Today’s robots are slower than human workers for picking and sorting goods, but retailers and researchers are racing to improve industrial automation. Billions of dollars are potentially at stake in faster order fulfillment.
In a halting step toward that future, Team RBO from the Technical University of Berlin beat 27 competitors to win last week’s Amazon Picking Challenge, as the online retailer awarded $20,000 to advance warehouse automation technology.
The challenge involved picking 12 objects, which varied in size and shape from food packages and pet toys to boxes of office supplies. Robots then needed to put all 12 in bins within 20 minutes without dropping or damaging any, which would result in the deduction of points.

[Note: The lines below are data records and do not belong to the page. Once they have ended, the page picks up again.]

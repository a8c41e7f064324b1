use sea_orm::DatabaseConnection;

/// Shared handles every request handler gets through the router
#[derive(Clone)]
pub struct AppState {
    pub db: DatabaseConnection,
}

impl AppState {
    pub fn new(db: DatabaseConnection) -> Self {
        Self { db }
    }
}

Current material handling robots may be capable of sorting and moving homogenous items, but the logistics industry needs flexibility, dexterity, and speed at least equivalent to that of humans. This requires advanced machine vision and learning, manipulation, mobility, and the software to tie them together. Right now, however, picking robots are still very slow.
The winning combinations
Team RBO used LIDAR lasers for guidance and a sensor and specialized algorithm for object recognition. It also used a combination of three-fingered robotic hands, tape measures for an extendible grasper, and suction mechanisms.
In addition, the winning team used a WAM Arm from Barrett Technology Inc. with seven degrees of freedom, similar to the maneuverability of a human arm. Given the slow progress of robotic manipulation, though, some experts such as Walterio Mayol-Cuevas at the University of Bristol have suggested using handheld robots rather than trying to automate everything.
Robotics challenges abound
The DARPA Robotics Challenge is perhaps the best known, but other major players are offering millions to competing research teams to improve the state of the art in their respective fields. And this is in addition to the rapidly proliferating contests at the high school level.
However, the investment of time and money in contests such as Amazon’s can be problematic, since the more numerous losers may not reach commercialization, and all must divert resources from other efforts.
The Technical University of Berlin spent $6,000 dollars to ship its $250,000 robot to the U.S. The robot got damaged in transit, which could limit its ability to be used for other research. TU Berlin may not even participate in next year’s contest.
“This really got people?s attention, and it’s a cool way to illustrate the state of the art,” said team leader Oliver Brock about Amazon’s contest. “It’s just a big risk for us.”
An XR4000 mobile base from Nomadic Technologies Inc. with four wheels allowed the winning robot to move its arm to the best position for grasping each object, said team leader Roberto Martin-Martin. Team RBO won by a wide margin, with 148 points.
A team including students from MIT and Worcester Polytechnic Institute placed second in the contest, with 88 points. It used a robotic arm from ABB. Team Grizzly, which included students and alumni from Oakland University and used a Baxter from Rethink Robotics, placed third with 35 points.
Pickers might join Kiva’s systems
Amazon has already been using robots from Kiva Systems LLC, which it acquired for $775 million in 2012 and plans to rename “Amazon Robotics,” to move shelves of goods to human pickers, but its ultimate goal is order-fulfillment centers that are mostly automated. This would relieve the tedium and costs of human staffers, but it would also significantly reduce the number of warehousing jobs.
During the holiday rush, Amazon reportedly adds 80,000 seasonal workers to its 50,000 warehouse staffers. It plans to hire 6,000 more people. Full-time employees average $26,000 per year, and Amazon is already using more than 15,000 of Kiva’s robots.
More on mobile and supply chain robotics
In recent holiday seasons, UPS and FedEx had problems keeping up with orders, and consumers and retailers increasingly expect faster deliveries as commerce continues moving online. Delays have also prompted companies such as Wal-Mart to try to shorten their supply chains, and Amazon’s plan for aerial drones to deliver packages initially stirred controversy.
Amazon announced the contest winner at the IEEE‘s International Conference on Robotics and Automation (ICRA) in Seattle. ICRA is held every three years. It’s not clear whether the company will buy technologies from the winners or have Amazon Robotics further develop them.